Considerations such as ‘emotional life’ and ‘psychological well-being’ were traditionally outside of the old debates about punishment which focused on rehabilitation versus retribution.

When we talk of punishment the debate in the past was between those who believed in retribution, who had a broadly conservative outlook, and those who believed in rehabilitation, who had a broadly liberal outlook. Liberals who believed in rehabilitation had a basically positive view of human nature. People could be rehabilitated. Offenders were essentially rational beings – all they needed was an opportunity to come to their senses and when they demonstrated that they were no longer a threat to public safety they should be considered for release. Conservatives, in contrast, had a broadly negative view of human nature and believed that the purpose of punishment was to punish a rational subject for their actions. They should be made to pay and to hell with the idea of rehabilitation. While liberals and conservatives appeared to be in violent disagreement with each other, it is clear in retrospect that they had one very important common assumption: that an offender who was being punished was a rational being who understood why they were being punished and had the ability to be held responsible for their actions. Therapeutic justice makes the opposite assumption. Individual offenders are not necessarily rational. They are better understood as damaged human beings in need of help who can’t be held responsible for their actions.

The Rehabilitation of Offenders Act 1974 marks the legal highpoint of the rehabilitation viewpoint. The Act’s very publicly stated aim placed rehabilitation at the centre of the debate around punishment. Since the 1980s, rehabilitation appears to have been displaced by a move towards retribution. Since 1994 successive governments have passed criminal justice bills approximately every 18 months, introducing both new offences and stiffer prison sentences for existing offences. The law of sentencing is now very different from what it was fifteen years ago. Then, for example, a life sentence meant 12 years followed by release on licence. Now it can mean anything up to natural life. In the past only police killers like Roberts or notorious villains such as the Krays would expect to receive 30 years inside. Today, if you commit murder 25 years to life is not unusual depending on the circumstances of the crime. You no longer need to be notorious to receive such a sentence. However, the shift towards longer prison sentences has also coincided with a proliferation in the different types of community sentences now available to the courts.

So we appear to have two processes unfolding simultaneously. We have both (i) an increase in the length of prison terms and an increase in the absolute number of prisoners, and (ii) an increase in the types of non custodial sentences or community-based sentences available to the courts.
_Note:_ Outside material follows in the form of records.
use axum::{
    extract::{Query, State},
    Extension, Json,
};
use serde::Deserialize;

use service::consult_detail::ConsultDetailView;
use service::pagination::{Page, Pagination};
use service::token::Principal;

use super::auth::ServerState;
use crate::errors::JsonApiError;

#[derive(Debug, Deserialize)]
pub struct LatestQuery { pub size: Option<u64> }

#[utoipa::path(get, path = "/consult-detail/latest", tag = "consult-detail", security(("bearer" = [])),
    params(("size" = Option<u64>, Query, description = "How many records (default 3)")),
    responses((status = 200, description = "Most recent consultations")))]
pub async fn latest(
    State(state): State<ServerState>,
    Extension(principal): Extension<Principal>,
    Query(q): Query<LatestQuery>,
) -> Result<Json<Vec<ConsultDetailView>>, JsonApiError> {
    Ok(Json(state.services.consult_details.find_latest(&principal, q.size).await?))
}

#[utoipa::path(get, path = "/consult-detail", tag = "consult-detail", security(("bearer" = [])),
    params(("page" = Option<u32>, Query, description = "1-based page"), ("per_page" = Option<u32>, Query, description = "Page size (1..=100)")),
    responses((status = 200, description = "Page of consultations")))]
pub async fn all(
    State(state): State<ServerState>,
    Extension(principal): Extension<Principal>,
    Query(opts): Query<Pagination>,
) -> Result<Json<Page<ConsultDetailView>>, JsonApiError> {
    Ok(Json(state.services.consult_details.find_all(&principal, opts).await?))
}
use std::collections::BTreeSet;

use chrono::{DateTime, Utc};
use serde::{Deserialize, Serialize};
use uuid::Uuid;

#[derive(Debug, Clone, PartialEq, Serialize)]
pub struct Counselor {
    pub id: Uuid,
    pub name: String,
    pub introduction: Option<String>,
    pub created_at: DateTime<Utc>,
}

/// Counselor as embedded in other views: id, name and distinct field labels.
#[derive(Debug, Clone, PartialEq, Serialize)]
pub struct CounselorView {
    pub counselor_id: Uuid,
    pub name: String,
    pub counseling_fields: BTreeSet<String>,
}

/// Full profile returned by the directory.
#[derive(Debug, Clone, Serialize)]
pub struct CounselorProfile {
    #[serde(flatten)]
    pub view: CounselorView,
    pub introduction: Option<String>,
    pub created_at: DateTime<Utc>,
}

#[derive(Debug, Clone, Deserialize)]
pub struct NewCounselor {
    pub name: String,
    #[serde(default)]
    pub introduction: Option<String>,
    #[serde(default)]
    pub counseling_fields: Vec<String>,
}

#[derive(Debug, Clone, Default, Deserialize)]
pub struct CounselorFilter {
    /// Exact counseling-field label
    pub field: Option<String>,
    /// Case-insensitive substring of the name
    pub keyword: Option<String>,
}

impl CounselorFilter {
    /// Drop blank criteria so "?field=" behaves like no filter.
    pub fn normalized(&self) -> Self {
        let clean = |v: &Option<String>| v.as_deref().map(str::trim).filter(|s| !s.is_empty()).map(str::to_string);
        Self { field: clean(&self.field), keyword: clean(&self.keyword) }
    }
}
Let us first turn to how the ideas of therapeutic justice are now influencing the sentencing of offenders in non-custodial community based sentencing.

One important example is the emergence of restorative justice programmes where offenders are forced to come face to face with their victims to make them take responsibility for their actions. Restorative justice is ‘about putting victims’ needs at the centre of the criminal justice system and finding positive solutions to crime by encouraging offenders to face up to their actions’.[2] On the face of it it sounds a bit like rehabilitation, but I believe it is different. It doesn’t pre-suppose a rational subject who needs to see the error of their ways. Restorative justice programmes are more like personality re-construction where the state is directly intervening and making up for the lack of moral education that the offender has received – as evidenced in their being convicted in the first place – by directly confronting them with the consequences of their actions. Restorative justice programmes also serve, just as importantly, to make the victims feel better and help them to overcome the crime that has been committed. Restorative justice lies beyond the old ideas about retribution and rehabilitation.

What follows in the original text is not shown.